*ACTIVITY*: Look through the data for the string "integer". Copy every line where it is found.

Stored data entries
════════════════

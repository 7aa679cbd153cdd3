//! Cross-call conflict detection.
//!
//! Two write-class calls targeting the same path must not run concurrently.
//! The scan looks for a path-carrying field in each call's parsed arguments;
//! calls whose arguments do not parse are treated as having no path target.

use crate::types::tool::ToolCall;
use serde_json::Value;
use std::collections::HashMap;

/// Tool names whose effect mutates the filesystem target.
const WRITE_CLASS: &[&str] = &["write_file", "edit_file", "delete_file", "move_file"];

/// Argument keys that name a filesystem target, probed in order.
const PATH_KEYS: &[&str] = &["path", "file", "file_path", "directory"];

#[derive(Debug, Clone, PartialEq, Eq)]
pub struct Conflict {
    pub path: String,
    /// Indices into the batch, in encounter order.
    pub first: usize,
    pub second: usize,
}

#[derive(Debug, Clone, PartialEq, Eq)]
pub enum ParallelEligibility {
    Eligible,
    TooManyCalls { count: usize, limit: usize },
    Conflicting { conflicts: Vec<Conflict> },
}

impl ParallelEligibility {
    pub fn is_eligible(&self) -> bool {
        matches!(self, ParallelEligibility::Eligible)
    }
}

fn is_write_class(name: &str) -> bool {
    WRITE_CLASS.contains(&name)
}

/// Extract the first path-carrying field from a call's arguments.
fn extract_path(arguments: &Value) -> Option<String> {
    let obj = arguments.as_object()?;
    PATH_KEYS
        .iter()
        .find_map(|key| obj.get(*key).and_then(|v| v.as_str()))
        .map(String::from)
}

/// Find every pair of write-class calls that resolve to the same path.
pub fn detect_conflicts(batch: &[ToolCall]) -> Vec<Conflict> {
    let mut by_path: HashMap<String, Vec<usize>> = HashMap::new();
    for (index, call) in batch.iter().enumerate() {
        if !is_write_class(&call.function.name) {
            continue;
        }
        let arguments = match call.parsed_arguments() {
            Some(v) => v,
            None => continue,
        };
        if let Some(path) = extract_path(&arguments) {
            by_path.entry(path).or_default().push(index);
        }
    }

    let mut conflicts = Vec::new();
    for (path, indices) in by_path {
        for window in indices.windows(2) {
            conflicts.push(Conflict {
                path: path.clone(),
                first: window[0],
                second: window[1],
            });
        }
    }
    conflicts.sort_by_key(|c| (c.first, c.second));
    conflicts
}

/// A batch is parallel-eligible iff it fits the size cap and no pairwise
/// conflict exists. Ineligible batches carry the reason; callers decide
/// between sequential fallback and outright rejection.
pub fn can_process_in_parallel(batch: &[ToolCall], limit: usize) -> ParallelEligibility {
    if batch.len() > limit {
        return ParallelEligibility::TooManyCalls {
            count: batch.len(),
            limit,
        };
    }
    let conflicts = detect_conflicts(batch);
    if conflicts.is_empty() {
        ParallelEligibility::Eligible
    } else {
        ParallelEligibility::Conflicting { conflicts }
    }
}

#[cfg(test)]
mod tests {
    use super::*;

    fn call(id: &str, name: &str, arguments: serde_json::Value) -> ToolCall {
        ToolCall::new(id, name, arguments.to_string())
    }

    #[test]
    fn test_same_path_write_pair_conflicts() {
        let batch = vec![
            call("call_a", "write_file", serde_json::json!({"path": "/tmp/x", "content": "1"})),
            call("call_b", "edit_file", serde_json::json!({"path": "/tmp/x", "patch": "2"})),
        ];
        let conflicts = detect_conflicts(&batch);
        assert_eq!(conflicts.len(), 1);
        assert_eq!(conflicts[0].path, "/tmp/x");
        assert!(!can_process_in_parallel(&batch, 10).is_eligible());
    }

    #[test]
    fn test_distinct_paths_do_not_conflict() {
        let batch = vec![
            call("call_a", "write_file", serde_json::json!({"path": "/tmp/x"})),
            call("call_b", "write_file", serde_json::json!({"path": "/tmp/y"})),
        ];
        assert!(detect_conflicts(&batch).is_empty());
        assert!(can_process_in_parallel(&batch, 10).is_eligible());
    }

    #[test]
    fn test_reads_never_conflict() {
        let batch = vec![
            call("call_a", "read_file", serde_json::json!({"path": "/tmp/x"})),
            call("call_b", "read_file", serde_json::json!({"path": "/tmp/x"})),
            call("call_c", "write_file", serde_json::json!({"path": "/tmp/x"})),
        ];
        // Only one write-class call touches the path, so no pair conflicts.
        assert!(detect_conflicts(&batch).is_empty());
    }

    #[test]
    fn test_alternate_path_keys() {
        let batch = vec![
            call("call_a", "delete_file", serde_json::json!({"file": "/srv/data"})),
            call("call_b", "move_file", serde_json::json!({"file": "/srv/data", "to": "/srv/old"})),
        ];
        assert_eq!(detect_conflicts(&batch).len(), 1);
    }

    #[test]
    fn test_unparseable_arguments_have_no_target() {
        let batch = vec![
            ToolCall::new("call_a", "write_file", "not json"),
            call("call_b", "write_file", serde_json::json!({"path": "/tmp/x"})),
        ];
        assert!(detect_conflicts(&batch).is_empty());
    }

    #[test]
    fn test_size_cap() {
        let batch: Vec<ToolCall> = (0..11)
            .map(|i| call(&format!("call_{}", i), "read_file", serde_json::json!({})))
            .collect();
        match can_process_in_parallel(&batch, 10) {
            ParallelEligibility::TooManyCalls { count: 11, limit: 10 } => {}
            other => panic!("Expected TooManyCalls, got {:?}", other),
        }
    }

    #[test]
    fn test_three_way_conflict_reports_pairs() {
        let batch = vec![
            call("call_a", "write_file", serde_json::json!({"path": "/f"})),
            call("call_b", "write_file", serde_json::json!({"path": "/f"})),
            call("call_c", "write_file", serde_json::json!({"path": "/f"})),
        ];
        let conflicts = detect_conflicts(&batch);
        assert_eq!(conflicts.len(), 2);
        assert_eq!((conflicts[0].first, conflicts[0].second), (0, 1));
        assert_eq!((conflicts[1].first, conflicts[1].second), (1, 2));
    }
}
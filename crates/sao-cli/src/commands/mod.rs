//! Command handler modules for the `sao` CLI.
//!
//! Shared input helpers live here; command logic lives in the submodules.

pub mod allocate;
pub mod report;

use anyhow::{bail, Context, Result};
use std::fs;

use sao_portfolio::{parse_manual_targets, parse_targets_csv, RawTarget};

/// Read a text file, tolerating a UTF-8 BOM.
pub fn read_text(path: &str, what: &str) -> Result<String> {
    let bytes = fs::read(path).with_context(|| format!("read {what} failed: {path}"))?;
    let bytes = bytes.strip_prefix(&[0xEF, 0xBB, 0xBF]).unwrap_or(&bytes);
    String::from_utf8(bytes.to_vec()).with_context(|| format!("{what} must be UTF-8 text: {path}"))
}

/// Exactly one of `--targets <csv>` or `--target SYM=W[:CAP]` (repeatable).
pub fn load_targets(csv_path: Option<&str>, manual: &[String]) -> Result<Vec<RawTarget>> {
    match (csv_path, manual.is_empty()) {
        (Some(path), true) => {
            let raw = read_text(path, "targets csv")?;
            parse_targets_csv(&raw).with_context(|| format!("invalid targets csv: {path}"))
        }
        (None, false) => {
            let mut out = Vec::new();
            for entry in manual {
                out.extend(
                    parse_manual_targets(entry)
                        .with_context(|| format!("invalid --target '{entry}'"))?,
                );
            }
            Ok(out)
        }
        (Some(_), false) => bail!("use either --targets or --target, not both"),
        (None, true) => bail!("no targets: pass --targets <csv> or --target SYM=WEIGHT[:MAX_UNITS]"),
    }
}
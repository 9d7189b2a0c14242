//! sao-portfolio: plan
//!
//! Post-solve derivation: integer units → costs, realized weights, totals.

use serde::Serialize;

use crate::request::AllocationRequest;
use crate::types::{AllocationMode, SolveStatus};

/// One instrument's line in a [`PurchasePlan`].
#[derive(Clone, Debug, PartialEq, Serialize)]
pub struct PlanEntry {
    pub symbol: String,
    pub price: f64,
    pub units: u64,
    /// `units × price`.
    pub cost: f64,
    pub target_weight: f64,
    /// `cost / total_invested`; 0.0 when nothing was invested.
    pub realized_weight: f64,
    pub unit_cap: Option<u64>,
}

/// Output of one successful allocation run. Immutable once produced.
#[derive(Clone, Debug, PartialEq, Serialize)]
pub struct PurchasePlan {
    pub status: SolveStatus,
    pub mode: AllocationMode,
    pub budget: f64,
    /// Entries in request order.
    pub entries: Vec<PlanEntry>,
    pub total_invested: f64,
    pub leftover_cash: f64,
    /// Σ |target_weight × budget − cost|.
    pub total_deviation: f64,
}

impl PurchasePlan {
    /// Derive the plan from a request and the integer units chosen per target
    /// (same order as `request.targets()`).
    pub(crate) fn derive(request: &AllocationRequest, units: &[u64]) -> Self {
        debug_assert_eq!(units.len(), request.len());

        let budget = request.budget();
        let costs: Vec<f64> = request
            .targets()
            .iter()
            .zip(units)
            .map(|(t, &u)| u as f64 * t.price)
            .collect();
        let total_invested: f64 = costs.iter().sum();

        let entries: Vec<PlanEntry> = request
            .targets()
            .iter()
            .zip(units)
            .zip(&costs)
            .map(|((t, &u), &cost)| PlanEntry {
                symbol: t.symbol.clone(),
                price: t.price,
                units: u,
                cost,
                target_weight: t.target_weight,
                realized_weight: if total_invested > 0.0 {
                    cost / total_invested
                } else {
                    0.0
                },
                unit_cap: t.unit_cap,
            })
            .collect();

        let total_deviation = request
            .targets()
            .iter()
            .zip(&costs)
            .map(|(t, cost)| (t.target_value(budget) - cost).abs())
            .sum();

        Self {
            status: SolveStatus::Optimal,
            mode: request.mode(),
            budget,
            entries,
            total_invested,
            // Float summation can overshoot an exactly spent budget by ~1e-11.
            leftover_cash: (budget - total_invested).max(0.0),
            total_deviation,
        }
    }

    pub fn entry(&self, symbol: &str) -> Option<&PlanEntry> {
        self.entries.iter().find(|e| e.symbol == symbol)
    }

    pub fn units(&self, symbol: &str) -> Option<u64> {
        self.entry(symbol).map(|e| e.units)
    }

    /// True when the optimum buys nothing (e.g. every price exceeds budget).
    pub fn is_zero_spend(&self) -> bool {
        self.entries.iter().all(|e| e.units == 0)
    }

    /// Number of instruments with at least one unit bought.
    pub fn position_count(&self) -> usize {
        self.entries.iter().filter(|e| e.units > 0).count()
    }
}

#[cfg(test)]
mod tests {
    use super::*;
    use crate::request::RequestBuilder;
    use crate::types::{prices, RawTarget};

    fn request(budget: f64) -> AllocationRequest {
        RequestBuilder::new(budget, AllocationMode::MaximizeDeployment)
            .target(RawTarget::new("AAA", 0.5))
            .target(RawTarget::new("BBB", 0.5))
            .build(&prices([("AAA", 100.0), ("BBB", 50.0)]))
            .unwrap()
    }

    #[test]
    fn derives_costs_weights_and_leftover() {
        let plan = PurchasePlan::derive(&request(500.0), &[3, 2]);
        assert_eq!(plan.total_invested, 400.0);
        assert_eq!(plan.leftover_cash, 100.0);
        assert_eq!(plan.entry("AAA").unwrap().cost, 300.0);
        assert!((plan.entry("AAA").unwrap().realized_weight - 0.75).abs() < 1e-12);
        assert!((plan.entry("BBB").unwrap().realized_weight - 0.25).abs() < 1e-12);
        // targets 250/250 vs costs 300/100
        assert!((plan.total_deviation - 200.0).abs() < 1e-9);
        assert_eq!(plan.position_count(), 2);
    }

    #[test]
    fn zero_spend_has_zero_realized_weights() {
        let plan = PurchasePlan::derive(&request(500.0), &[0, 0]);
        assert!(plan.is_zero_spend());
        assert_eq!(plan.total_invested, 0.0);
        assert_eq!(plan.leftover_cash, 500.0);
        assert!(plan.entries.iter().all(|e| e.realized_weight == 0.0));
    }

    #[test]
    fn leftover_cash_never_goes_negative_on_float_overshoot() {
        // 0.1 + 0.2 sums to 0.30000000000000004 > 0.3.
        let req = RequestBuilder::new(0.3, AllocationMode::MaximizeDeployment)
            .target(RawTarget::new("AAA", 0.5))
            .target(RawTarget::new("BBB", 0.5))
            .build(&prices([("AAA", 0.1), ("BBB", 0.2)]))
            .unwrap();
        let plan = PurchasePlan::derive(&req, &[1, 1]);
        assert!(plan.total_invested > 0.3);
        assert_eq!(plan.leftover_cash, 0.0);
        assert!(!plan.leftover_cash.is_sign_negative());
    }

    #[test]
    fn plan_serializes_status_and_entries() {
        let plan = PurchasePlan::derive(&request(500.0), &[0, 10]);
        let v = serde_json::to_value(&plan).unwrap();
        assert_eq!(v["status"], "Optimal");
        assert_eq!(v["mode"], "MaximizeDeployment");
        assert_eq!(v["entries"][1]["units"], 10);
    }
}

════════════════

*TASK SOLUTION*:
//! Post-solve derivation: integer units → costs, realized weights, totals.
    /// Derive the plan from a request and the integer units chosen per target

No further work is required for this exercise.